Projet d'une grande réunion de flottes dans la Méditerranée.

En attendant que ces armements immenses fussent exécutés, Napoléon entendait sur-le-champ porter des secours aux colonies, et réunir par la même opération quarante voiles dans la Méditerranée. Il voulait pour cela que les divisions de Brest, de Lorient, de Rochefort embarquassent 3,100 nommes et beaucoup de munitions, allassent en déposer 1,200 à la Martinique, 600 à la Guadeloupe, 500 à Saint-Domingue, 300 à Cayenne, 100 au Sénégal, 400 à l'île de France, et, faisant retour vers l'Europe, franchissent le détroit de Gibraltar pour se rendre à Toulon. La réunion à Toulon des 7 vaisseaux de Brest, des 3 de Lorient, des 7 de Rochefort, des 6 de Cadix, des 6 de Toulon, devait y composer avec les frégates un total de 40 voiles, dont 29 vaisseaux de ligne, force supérieure à tout ce que les Anglais, même avertis à temps, pourraient amener dans cette mer avant deux ou trois mois, et capable de jeter quinze ou dix-huit mille hommes en Sicile, et tout ce qu'on voudrait dans les îles Ioniennes.
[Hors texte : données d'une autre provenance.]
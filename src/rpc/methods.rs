//! Method table and per-method request/response shaping.

use super::session::SessionTracker;
use super::types::RpcError;
use crate::bridge::ToolResult;
use serde_json::{json, Value};
use tracing::{debug, warn};

/// Newest first.
pub const SUPPORTED_PROTOCOL_VERSIONS: &[&str] = &["2025-06-18", "2025-03-26", "2024-11-05"];

pub const SERVER_NAME: &str = "docbridge";

#[derive(Debug, Clone, Copy, PartialEq, Eq)]
pub enum Method {
    Initialize,
    Initialized,
    Ping,
    ToolsList,
    ToolsCall,
    ResourcesList,
    PromptsList,
}

const METHODS: &[(&str, Method)] = &[
    ("initialize", Method::Initialize),
    ("notifications/initialized", Method::Initialized),
    ("ping", Method::Ping),
    ("tools/list", Method::ToolsList),
    ("tools/call", Method::ToolsCall),
    ("resources/list", Method::ResourcesList),
    ("prompts/list", Method::PromptsList),
];

impl Method {
    pub fn lookup(name: &str) -> Result<Self, RpcError> {
        METHODS
            .iter()
            .find(|(candidate, _)| *candidate == name)
            .map(|(_, method)| *method)
            .ok_or_else(|| RpcError::method_not_found(name))
    }

    pub fn name(self) -> &'static str {
        METHODS
            .iter()
            .find(|(_, method)| *method == self)
            .map_or("unknown", |(name, _)| name)
    }
}

/// Echo the client's version when supported, otherwise offer our newest.
pub fn negotiate_version(requested: &str) -> &'static str {
    match SUPPORTED_PROTOCOL_VERSIONS
        .iter()
        .find(|supported| **supported == requested)
    {
        Some(version) => version,
        None => {
            let fallback = SUPPORTED_PROTOCOL_VERSIONS[0];
            warn!(requested, fallback, "unsupported protocol version requested");
            fallback
        }
    }
}

/// Handle `initialize`: negotiate the version and register the session.
pub fn initialize(
    params: &Value,
    sessions: &SessionTracker,
    instructions: &str,
) -> Result<Value, RpcError> {
    let requested = params
        .get("protocolVersion")
        .and_then(Value::as_str)
        .ok_or_else(|| RpcError::invalid_params("Missing protocolVersion parameter"))?;
    let version = negotiate_version(requested);
    let client_name = params
        .pointer("/clientInfo/name")
        .and_then(Value::as_str)
        .map(str::to_string);
    let handle = sessions.initialize(version, client_name);
    debug!(session = %handle, version, "initialize handled");

    Ok(json!({
        "protocolVersion": version,
        "serverInfo": {
            "name": SERVER_NAME,
            "version": env!("CARGO_PKG_VERSION"),
        },
        "capabilities": {
            "tools": { "listChanged": false },
            "resources": {},
            "prompts": {},
        },
        "instructions": instructions,
    }))
}

/// Extract `{name, arguments?}` from `tools/call` params.
pub fn parse_call_params(params: &Value) -> Result<(String, Value), RpcError> {
    let name = params
        .get("name")
        .and_then(Value::as_str)
        .filter(|name| !name.is_empty())
        .ok_or_else(|| RpcError::invalid_params("tools/call requires a string `name`"))?;
    let arguments = match params.get("arguments") {
        None | Some(Value::Null) => json!({}),
        Some(arguments @ Value::Object(_)) => arguments.clone(),
        Some(_) => {
            return Err(RpcError::invalid_params(
                "tools/call `arguments` must be an object",
            ))
        }
    };
    Ok((name.to_string(), arguments))
}

/// Shape a tool result as a `tools/call` response body.
pub fn call_result(result: &ToolResult) -> Value {
    let structured = json!(result);
    json!({
        "content": [{ "type": "text", "text": structured.to_string() }],
        "structuredContent": structured,
        "isError": result.is_error(),
    })
}
//! Retry policy utilities for opening model streams.

use crate::error::ApiError;
use std::time::Duration;

/// Bounded retry policy used by `ApiClient` before a stream starts.
///
/// Once the first byte of a stream has been handed to the caller nothing is
/// retried: partial output cannot be replayed.
#[derive(Clone, Copy, Debug)]
pub(super) struct RetryPolicy {
    /// Upper bound on total attempts, including the initial request.
    pub(super) max_attempts: u32,
    /// Base delay used for exponential backoff.
    pub(super) initial_backoff: Duration,
    /// Maximum allowed delay between retry attempts.
    pub(super) max_backoff: Duration,
}

impl Default for RetryPolicy {
    fn default() -> Self {
        Self {
            max_attempts: 3,
            initial_backoff: Duration::from_millis(250),
            max_backoff: Duration::from_secs(8),
        }
    }
}

impl RetryPolicy {
    /// Decide whether another retry attempt should be scheduled.
    pub(super) fn should_retry(&self, err: &ApiError, attempt: u32) -> bool {
        if attempt.saturating_add(1) >= self.max_attempts {
            return false;
        }
        match err {
            ApiError::Http(inner) => inner.is_timeout() || inner.is_connect(),
            ApiError::Status { code, .. } => *code == 429 || (500..=599).contains(code),
            ApiError::InvalidResponse(_) => false,
        }
    }

    /// Compute retry delay, respecting `Retry-After` when present.
    pub(super) fn retry_delay_for(&self, attempt: u32, err: &ApiError) -> Duration {
        if let Some(seconds) = err.retry_after_secs() {
            return Duration::from_secs(seconds.clamp(1, 300));
        }
        let pow = 2u32.saturating_pow(attempt);
        let millis = self
            .initial_backoff
            .as_millis()
            .saturating_mul(pow as u128)
            .min(self.max_backoff.as_millis());
        Duration::from_millis(millis as u64)
    }
}
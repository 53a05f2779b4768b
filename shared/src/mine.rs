//! Static mine state (§3 Mine, §4.4 Mine system).

use serde::{Deserialize, Serialize};

use crate::geometry::Vec2;
use crate::ids::MineId;

pub const MINE_TRIGGER_RADIUS: f32 = 20.0;
pub const MINE_DAMAGE_RADIUS: f32 = 240.0;
pub const MINE_DAMAGE: f32 = 40.0;
pub const MINE_KNOCKBACK_MAX: f32 = 20.0;
pub const MINE_SPAWN_INTERVAL_MS: u64 = 2000;
pub const MINE_MAX_LIVE: usize = 10;
/// Deferred chain-reaction check, fired this long after the triggering
/// explosion (§4.4; the stagger is deliberate, visible to clients as a
/// cascading rumble).
pub const MINE_CHAIN_DELAY_MS: u64 = 100;

#[derive(Debug, Clone, Serialize, Deserialize)]
pub struct Mine {
    pub id: MineId,
    pub position: Vec2,
}

impl Mine {
    pub fn new(id: MineId, position: Vec2) -> Self {
        Self { id, position }
    }
}

/// Radial knockback magnitude at `distance` from the mine's epicentre
/// (§4.4 `Explode`: `20 × (1 − dist/damageRadius)`).
pub fn mine_knockback_magnitude(distance: f32) -> f32 {
    if distance >= MINE_DAMAGE_RADIUS {
        return 0.0;
    }
    MINE_KNOCKBACK_MAX * (1.0 - distance / MINE_DAMAGE_RADIUS)
}

#[cfg(test)]
mod tests {
    use super::*;

    #[test]
    fn test_knockback_is_max_at_epicentre() {
        assert!((mine_knockback_magnitude(0.0) - MINE_KNOCKBACK_MAX).abs() < 0.001);
    }

    #[test]
    fn test_knockback_is_zero_at_damage_radius() {
        assert_eq!(mine_knockback_magnitude(MINE_DAMAGE_RADIUS), 0.0);
    }
}
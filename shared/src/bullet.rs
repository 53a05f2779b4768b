//! In-flight projectile state and motion (§3 Bullet, §4.3 Bullet system).
//!
//! Grounded on the teacher's `components::Bullet`/`BulletVelocity` pair and
//! `weapons::simulate_bullets`'s integrate-then-bounce-then-expire loop,
//! narrowed from 3D ray/capsule tests to flat 2D distance tests (the actual
//! collision resolution against ships/mines lives in `server::room::bullets`,
//! since it needs the full world to test against).

use serde::{Deserialize, Serialize};

use crate::geometry::Vec2;
use crate::ids::{BulletId, BotId, PlayerId};

pub const STANDARD_BULLET_SPEED: f32 = 15.0;
pub const ROCKET_BULLET_SPEED: f32 = 6.0;
pub const STANDARD_BULLET_LIFETIME_TICKS: u32 = 120;
pub const ROCKET_BULLET_LIFETIME_TICKS: u32 = 180;
/// Extra margin added to a ship's collision radius for bullet-vs-ship tests.
pub const BULLET_HIT_MARGIN: f32 = 3.0;
pub const ROCKET_EXPLOSION_RADIUS: f32 = 150.0;
pub const ROCKET_MAX_DAMAGE: f32 = 100.0;
pub const ROCKET_MAX_KNOCKBACK: f32 = 25.0;
/// Knockback impulse applied along a standard (non‑rocket) bullet's
/// direction of travel on a direct hit.
pub const BULLET_KNOCKBACK_MAGNITUDE: f32 = 5.0;

#[derive(Debug, Clone, Copy, PartialEq, Eq, Serialize, Deserialize)]
pub enum BulletOwner {
    Player(PlayerId),
    Bot(BotId),
}

impl BulletOwner {
    pub fn is_player(&self, id: PlayerId) -> bool {
        matches!(self, BulletOwner::Player(p) if *p == id)
    }
}

#[derive(Debug, Clone, Serialize, Deserialize)]
pub struct Bullet {
    pub id: BulletId,
    pub owner: BulletOwner,
    pub position: Vec2,
    pub velocity: Vec2,
    pub remaining_lifetime_ticks: u32,
    pub is_rocket: bool,
    /// Direct-hit damage, captured from the firing weapon at spawn time so a
    /// later weapon swap on the owner's ship doesn't retroactively change an
    /// in-flight bullet's damage.
    pub damage: f32,
}

impl Bullet {
    pub fn spawn(id: BulletId, owner: BulletOwner, origin: Vec2, angle: f32, is_rocket: bool, damage: f32) -> Self {
        let speed = if is_rocket { ROCKET_BULLET_SPEED } else { STANDARD_BULLET_SPEED };
        let lifetime = if is_rocket { ROCKET_BULLET_LIFETIME_TICKS } else { STANDARD_BULLET_LIFETIME_TICKS };
        Self {
            id,
            owner,
            position: origin,
            velocity: Vec2::from_angle(angle) * speed,
            remaining_lifetime_ticks: lifetime,
            is_rocket,
            damage,
        }
    }

    /// Integrate one tick; bounce off walls (reflect + snap); decrement
    /// lifetime. Returns `true` if the bullet has expired and should be
    /// removed.
    pub fn step(&mut self) -> bool {
        self.position += self.velocity;
        let (clamped_x, clamped_y) = self.position.clamp_to_map();
        if clamped_x {
            self.velocity.x = -self.velocity.x;
        }
        if clamped_y {
            self.velocity.y = -self.velocity.y;
        }
        self.remaining_lifetime_ticks = self.remaining_lifetime_ticks.saturating_sub(1);
        self.remaining_lifetime_ticks == 0
    }
}

/// Linear falloff damage for a rocket explosion: full damage at the
/// epicentre, zero at `ROCKET_EXPLOSION_RADIUS`.
pub fn rocket_falloff_damage(distance: f32) -> f32 {
    if distance >= ROCKET_EXPLOSION_RADIUS {
        return 0.0;
    }
    ROCKET_MAX_DAMAGE * (1.0 - distance / ROCKET_EXPLOSION_RADIUS)
}

/// Linear falloff knockback magnitude for a rocket explosion.
pub fn rocket_falloff_knockback(distance: f32) -> f32 {
    if distance >= ROCKET_EXPLOSION_RADIUS {
        return 0.0;
    }
    ROCKET_MAX_KNOCKBACK * (1.0 - distance / ROCKET_EXPLOSION_RADIUS)
}

#[cfg(test)]
mod tests {
    use super::*;

    #[test]
    fn test_bounce_scenario_reflects_velocity_at_wall() {
        // Bounce scenario: bullet near the east wall heading east.
        let origin = Vec2::new(crate::geometry::MAP_HALF_W - 10.0, 0.0);
        let mut b = Bullet::spawn(BulletId(1), BulletOwner::Player(PlayerId(1)), origin, 0.0, false, 10.0);
        assert!((b.velocity.x - STANDARD_BULLET_SPEED).abs() < 0.001);
        b.step();
        assert!((b.position.x - crate::geometry::MAP_HALF_W).abs() < 0.001);
        assert!((b.velocity.x - (-STANDARD_BULLET_SPEED)).abs() < 0.001);
    }

    #[test]
    fn test_lifetime_expires_to_zero() {
        let mut b = Bullet::spawn(BulletId(1), BulletOwner::Player(PlayerId(1)), Vec2::ZERO, 0.0, false, 10.0);
        let mut expired = false;
        for _ in 0..STANDARD_BULLET_LIFETIME_TICKS {
            expired = b.step();
        }
        assert!(expired);
        assert_eq!(b.remaining_lifetime_ticks, 0);
    }

    #[test]
    fn test_rocket_damage_is_max_at_epicentre_and_zero_at_radius() {
        assert!((rocket_falloff_damage(0.0) - ROCKET_MAX_DAMAGE).abs() < 0.001);
        assert_eq!(rocket_falloff_damage(ROCKET_EXPLOSION_RADIUS), 0.0);
        assert_eq!(rocket_falloff_damage(ROCKET_EXPLOSION_RADIUS + 1.0), 0.0);
    }

    #[test]
    fn test_owner_never_matches_a_different_players_bullet() {
        let owner = BulletOwner::Player(PlayerId(1));
        assert!(!owner.is_player(PlayerId(2)));
        assert!(owner.is_player(PlayerId(1)));
    }
}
L'amiral Decrès, qui s'appliquait avec un courage honorable à s'opposer aux projets de Napoléon, quand la grandeur n'en était pas proportionnée avec les moyens, ne manqua pas de combattre ce projet de réunions, précédées d'une course aux Antilles. Il pensait que faire dépendre le ravitaillement des colonies du succès de deux ou trois grandes expéditions, était chose imprudente; car ces grandes expéditions de plusieurs vaisseaux et frégates, pour porter quelques centaines d'hommes aux colonies, couraient des dangers qui n'étaient pas en rapport avec l'importance du but; qu'il valait mieux expédier des frégates isolées, chargées chacune d'une certaine quantité de matériel, de deux ou trois cents hommes; que, si on en perdait une, la perte était peu considérable, que les autres arrivaient, et que les colonies étaient ainsi toujours assurées de recevoir une portion des secours qu'on leur destinait. Quant aux réunions dans la Méditerranée, il soutenait que les divisions chargées de franchir le détroit, malgré la croisière anglaise de Gibraltar, avaient à braver d'immenses périls; que, pour y échapper, il fallait les laisser libres de profiter du premier coup de vent favorable; qu'on ne devait donc leur donner que la seule instruction de franchir le détroit, en leur permettant de saisir la première circonstance heureuse, sans compliquer leur mission d'une course aux Antilles, et d'un retour vers l'Europe. Enfin il pensait que c'était assez d'envoyer dans la Méditerranée la division de Cadix placée fort près du but, et peut-être celle de Rochefort, mais qu'il ne fallait pas se priver de toutes les forces qu'on avait dans l'Océan, en faisant partir aussi pour Toulon les divisions de Lorient et de Brest.

Ordres définitifs pour la réunion des flottes à Toulon.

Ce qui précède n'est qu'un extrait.